INSTRUCTIONS FOR THE TASK - Going through the entries, how many lines include the string "MessageLog"? Answer only with the number.

Stored items -

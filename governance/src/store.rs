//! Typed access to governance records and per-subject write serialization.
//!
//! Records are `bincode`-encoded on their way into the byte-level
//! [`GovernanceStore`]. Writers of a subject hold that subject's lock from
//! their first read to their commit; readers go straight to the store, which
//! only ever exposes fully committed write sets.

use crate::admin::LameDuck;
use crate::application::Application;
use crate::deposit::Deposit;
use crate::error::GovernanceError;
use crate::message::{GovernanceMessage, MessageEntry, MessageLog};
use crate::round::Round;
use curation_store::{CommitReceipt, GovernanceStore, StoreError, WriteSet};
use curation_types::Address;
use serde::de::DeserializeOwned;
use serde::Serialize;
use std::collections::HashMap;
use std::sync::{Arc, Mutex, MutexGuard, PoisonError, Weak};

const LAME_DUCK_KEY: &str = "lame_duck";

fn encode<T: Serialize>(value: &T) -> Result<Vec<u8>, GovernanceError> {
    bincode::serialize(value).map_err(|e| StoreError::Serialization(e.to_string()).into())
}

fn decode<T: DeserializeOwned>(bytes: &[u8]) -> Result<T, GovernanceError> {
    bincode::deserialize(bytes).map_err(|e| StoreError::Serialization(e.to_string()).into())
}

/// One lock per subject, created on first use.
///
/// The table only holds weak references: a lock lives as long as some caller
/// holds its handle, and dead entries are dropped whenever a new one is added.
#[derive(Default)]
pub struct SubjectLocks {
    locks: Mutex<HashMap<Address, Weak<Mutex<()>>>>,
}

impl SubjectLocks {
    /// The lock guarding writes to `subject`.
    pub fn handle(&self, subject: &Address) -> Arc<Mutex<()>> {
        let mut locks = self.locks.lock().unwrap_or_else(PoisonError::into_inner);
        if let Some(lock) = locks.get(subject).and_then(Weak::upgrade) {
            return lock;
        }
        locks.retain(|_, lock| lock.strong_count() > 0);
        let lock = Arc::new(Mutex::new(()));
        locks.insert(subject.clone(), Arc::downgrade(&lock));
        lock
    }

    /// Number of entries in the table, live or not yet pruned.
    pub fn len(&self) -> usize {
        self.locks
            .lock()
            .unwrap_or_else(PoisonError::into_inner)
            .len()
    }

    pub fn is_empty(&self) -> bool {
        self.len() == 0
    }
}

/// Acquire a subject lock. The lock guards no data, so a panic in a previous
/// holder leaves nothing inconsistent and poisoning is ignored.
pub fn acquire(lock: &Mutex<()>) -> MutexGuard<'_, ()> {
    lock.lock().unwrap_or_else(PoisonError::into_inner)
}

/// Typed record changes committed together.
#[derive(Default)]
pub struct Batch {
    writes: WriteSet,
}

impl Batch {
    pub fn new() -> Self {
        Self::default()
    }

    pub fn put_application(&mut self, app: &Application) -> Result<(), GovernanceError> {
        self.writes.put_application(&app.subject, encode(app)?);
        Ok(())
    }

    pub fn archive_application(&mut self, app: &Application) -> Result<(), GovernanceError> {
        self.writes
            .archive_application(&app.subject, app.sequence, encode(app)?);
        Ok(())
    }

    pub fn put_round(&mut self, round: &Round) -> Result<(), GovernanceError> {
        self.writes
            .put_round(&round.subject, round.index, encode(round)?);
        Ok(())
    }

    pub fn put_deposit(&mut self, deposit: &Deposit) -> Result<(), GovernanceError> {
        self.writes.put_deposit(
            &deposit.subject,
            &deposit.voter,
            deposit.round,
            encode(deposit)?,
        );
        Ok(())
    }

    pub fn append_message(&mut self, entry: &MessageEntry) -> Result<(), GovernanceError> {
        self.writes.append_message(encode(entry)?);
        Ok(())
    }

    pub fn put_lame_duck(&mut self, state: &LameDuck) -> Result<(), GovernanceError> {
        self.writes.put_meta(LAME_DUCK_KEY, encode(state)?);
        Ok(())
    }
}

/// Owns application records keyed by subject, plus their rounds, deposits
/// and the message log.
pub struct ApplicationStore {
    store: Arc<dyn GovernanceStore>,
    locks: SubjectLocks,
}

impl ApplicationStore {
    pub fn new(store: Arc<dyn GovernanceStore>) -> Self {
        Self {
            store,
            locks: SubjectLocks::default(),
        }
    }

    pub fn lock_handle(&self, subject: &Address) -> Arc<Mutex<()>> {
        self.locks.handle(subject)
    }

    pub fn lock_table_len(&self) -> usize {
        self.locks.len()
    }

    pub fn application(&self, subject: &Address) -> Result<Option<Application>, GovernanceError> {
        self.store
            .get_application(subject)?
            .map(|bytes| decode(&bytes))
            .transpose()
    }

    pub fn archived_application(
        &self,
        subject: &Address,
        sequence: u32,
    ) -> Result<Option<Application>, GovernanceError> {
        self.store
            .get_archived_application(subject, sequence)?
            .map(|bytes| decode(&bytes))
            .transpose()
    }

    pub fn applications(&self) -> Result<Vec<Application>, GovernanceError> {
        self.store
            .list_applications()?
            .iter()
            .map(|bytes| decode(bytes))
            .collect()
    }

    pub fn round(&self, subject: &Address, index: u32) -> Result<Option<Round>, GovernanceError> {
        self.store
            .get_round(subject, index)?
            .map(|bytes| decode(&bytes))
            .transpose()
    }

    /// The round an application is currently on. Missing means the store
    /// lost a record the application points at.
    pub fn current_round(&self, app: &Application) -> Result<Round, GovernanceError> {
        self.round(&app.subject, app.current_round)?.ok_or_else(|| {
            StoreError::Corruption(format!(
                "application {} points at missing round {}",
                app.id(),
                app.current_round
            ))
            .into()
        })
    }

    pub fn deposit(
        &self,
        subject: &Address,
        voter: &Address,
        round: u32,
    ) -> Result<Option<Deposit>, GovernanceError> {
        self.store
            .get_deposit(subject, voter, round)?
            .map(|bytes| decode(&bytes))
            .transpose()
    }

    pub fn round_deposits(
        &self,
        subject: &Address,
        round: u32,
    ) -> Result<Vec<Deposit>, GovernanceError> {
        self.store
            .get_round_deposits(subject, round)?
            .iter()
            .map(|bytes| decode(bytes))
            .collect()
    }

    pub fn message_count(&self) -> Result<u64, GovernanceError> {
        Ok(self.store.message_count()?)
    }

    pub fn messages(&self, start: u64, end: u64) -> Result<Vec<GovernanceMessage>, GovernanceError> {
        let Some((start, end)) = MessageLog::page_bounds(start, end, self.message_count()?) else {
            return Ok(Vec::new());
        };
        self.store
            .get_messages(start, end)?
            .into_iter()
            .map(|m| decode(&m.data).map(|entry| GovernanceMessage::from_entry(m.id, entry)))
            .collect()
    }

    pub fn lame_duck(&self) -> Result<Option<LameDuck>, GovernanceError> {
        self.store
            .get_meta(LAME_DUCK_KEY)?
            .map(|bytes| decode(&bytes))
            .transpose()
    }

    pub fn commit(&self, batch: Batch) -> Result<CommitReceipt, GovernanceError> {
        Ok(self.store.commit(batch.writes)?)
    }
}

RESPONSE FOR THIS EXERCISE - 2